As used herein, “pharmaceutically acceptable salt” means salts with pharmaceutically acceptable acids or bases. Pharmaceutically acceptable salts are well known in the art and described in, for example, S. M. Berge et al. describes pharmaceutically acceptable salts in detail in J. Pharmaceutical Sciences, 66: 1 (1977). Such salts can be prepared in situ during the final isolation and purification of the catechol-based precursor, or separately by reacting the free base function with a suitable organic acid. Examples of pharmaceutically acceptable salts include, without limitation, nontoxic acid addition salts are salts of an amino group formed with inorganic acids such as hydrochloric acid, hydrobromic acid, phosphoric acid, sulfuric acid or with organic acids such as acetic acid, maleic acid, tartaric acid, citric acid, succinic acid or malonic acid or by using other methods used in the art such as ion exchange. Other pharmaceutically acceptable salts include, but are not limited to, adipate, alginate, ascorbate, aspartate, benzenesulfonate, benzoate, bisulfate, borate, butyrate, camphorate, camphorsulfonate, citrate, cyclopentanepropionate, digluconate, dodecylsulfate, ethanesulfonate, formate, fumarate, glucoheptonate, glycerophosphate, gluconate, hemisulfate, heptanoate, hexanoate, hydroiodide, 2-hydroxy-ethanesulfonate, lactobionate, lactate, laurate, lauryl sulfate, malate, maleate, malonate, methanesulfonate, 2-naphthalenesulfonate, nicotinate, nitrate, oleate, oxalate, palmitate, pamoate, pectinate, persulfate, 3-phenylpropionate, phosphate, picrate, pivalate, propionate, stearate, succinate, sulfate, tartrate, thiocyanate, toluenesulfonate, undecanoate, valerate salts, and the like. Pharmaceutically acceptable salts of carboxylates and other oxo-acids can be formed with cationic species such as alkali or alkaline earth metal ions including sodium, lithium, potassium, calcium, magnesium, and the like. Further, pharmaceutically acceptable salts include, when appropriate, nontoxic ammonium, quaternary ammonium, and amine cations as well as natural product cations such as choline and acetyl choline and the like. Anionic counterions include halides, hydroxide, carboxylate, sulfate, phosphate, nitrate, alkyl (having from 1 to 6 carbon atoms) sulfonate and aryl sulfonate.

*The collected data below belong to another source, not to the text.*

impl ActionKind {
    pub fn as_str(&self) -> &'static str {
        match self {
            ActionKind::Connect => "connect",
            ActionKind::Disconnect => "disconnect",
            ActionKind::IsConnected => "is_connected",
            ActionKind::GetAccount => "get_account",
            ActionKind::GetBalance => "get_balance",
            ActionKind::GetNetwork => "get_network",
            ActionKind::SwitchNetwork => "switch_network",
            ActionKind::SignAndSubmit => "sign_and_submit",
            ActionKind::SignOnly => "sign_only",
            ActionKind::SignMessage => "sign_message",
            ActionKind::MintNft => "mint_nft",
            ActionKind::MintBatch => "mint_batch",
            ActionKind::TransferNft => "transfer_nft",
            ActionKind::CollectionExists => "collection_exists",
            ActionKind::OwnedTokens => "owned_tokens",
        }
    }
}

impl fmt::Display for ActionKind {
    fn fmt(&self, f: &mut fmt::Formatter<'_>) -> fmt::Result {
        f.write_str(self.as_str())
    }
}

#[derive(Debug, Clone, PartialEq, Eq)]
pub enum ActionOutcome {
    Connected(AccountAddress),
    Disconnected,
    ConnectionStatus(bool),
    Account(WalletAccount),
    Balance(u64),
    Network(Network),
    NetworkSwitched(Network),
    TransactionConfirmed(TransactionResult),
    MessageSigned(SignedMessage),
    CollectionExists(bool),
    OwnedTokens(Vec<OwnedToken>),
    /// The wallet answered after a newer connect, account or disconnect request had already
    /// settled the session, so the answer was dropped. `current` is the session's address.
    Superseded {
        current: Option<AccountAddress>,
    },
}

impl fmt::Display for ActionOutcome {
    fn fmt(&self, f: &mut fmt::Formatter<'_>) -> fmt::Result {
        match self {
            ActionOutcome::Connected(address) => write!(f, "connected as {address}"),
            ActionOutcome::Disconnected => f.write_str("disconnected"),
            ActionOutcome::ConnectionStatus(connected) => write!(f, "connected: {connected}"),
            ActionOutcome::Account(account) => {
                write!(f, "account {} (public key {})", account.address, account.public_key)
            }
            ActionOutcome::Balance(octas) => write!(f, "balance: {octas} octas"),
            ActionOutcome::Network(network) => write!(f, "network: {network}"),
            ActionOutcome::NetworkSwitched(network) => write!(f, "switched to {network}"),
            ActionOutcome::TransactionConfirmed(result) => match result.version {
                Some(version) => write!(
                    f,
                    "transaction {} committed at version {version}",
                    result.hash
                ),
                None => write!(f, "transaction {} committed", result.hash),
            },
            ActionOutcome::MessageSigned(signed) => write!(
                f,
                "signed '{}' with {}: {}",
                signed.message, signed.public_key, signed.signature
            ),
            ActionOutcome::CollectionExists(exists) => write!(f, "collection exists: {exists}"),
            ActionOutcome::OwnedTokens(tokens) => {
                write!(f, "{} owned token(s)", tokens.len())?;
                for token in tokens {
                    write!(
                        f,
                        "\n  {} x{} ({})",
                        token.token_name, token.amount, token.token_data_id
                    )?;
                }
                Ok(())
            }
            ActionOutcome::Superseded { current } => {
                f.write_str("superseded by a newer request; ")?;
                match current {
                    Some(address) => write!(f, "session is connected as {address}"),
                    None => f.write_str("session is disconnected"),
                }
            }
        }
    }
}

/// What subscribers see once an action finishes.
#[derive(Debug, Clone, PartialEq, Eq)]
pub struct ActionReport {
    pub action: ActionKind,
    pub outcome: Result<ActionOutcome, ReportError>,
}

/// Turns user actions into wallet and chain calls. Every handler checks its preconditions before
/// any call, bounds each call with a deadline and reports the result on the report channel.
pub struct ActionDispatcher {
    extension: ExtensionSlot,
    session: Arc<SessionState>,
    config: DispatcherConfig,
    reports: broadcast::Sender<ActionReport>,
}

use serde_json::json;

use crate::parse_u64_value;

#[test]
fn parses_u64_from_strings_and_numbers() {
    assert_eq!(parse_u64_value(&json!("18446744073709551615")).expect("max"), u64::MAX);
    assert_eq!(parse_u64_value(&json!(12)).expect("number"), 12);
    assert!(parse_u64_value(&json!(-1)).is_err());
    assert!(parse_u64_value(&json!("12a")).is_err());
    assert!(parse_u64_value(&json!(null)).is_err());
}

Administering a fatty acid amide hydrolase (FAAH) inhibitor to an animal subjected to experimental nerve damage can be neuroprotective (i.e., decelerate or halt the loss of neurons. See Karanian D A, et al (2005) J Neuroscience 25:7813; and Karanian D A, et al. (2007) J Pharmacol Exp Ther 322:1059. It has been found that at least some of the neuroprotective activity initiated by the FAAH inhibitor is due to an increase in the level of at least one endogenous neurotrophin in the animal. It is believed that the increase in the endogenous neurotrophin afforded by the FAAH inhibitor assists in protecting nerves against damage. As disclosed herein, using at least one FAAH inhibitor provides a new and convenient method of increasing endogenous neurotrophin levels in an animal in need thereof. Significantly, the disclosed product and method allow increasing levels of at least one neutrophin within the CNS of an animal (particularly the brain) without requiring moving a large synthetic neurotrophin or neurotrophin-expressing cells across the BBB. Thus, the disclosed product and method provide a more convenient method of enhancing endogenous neurotrophin levels in the brain by administering smaller FAAH inhibitors to the animal to increase levels of the neurotrophin.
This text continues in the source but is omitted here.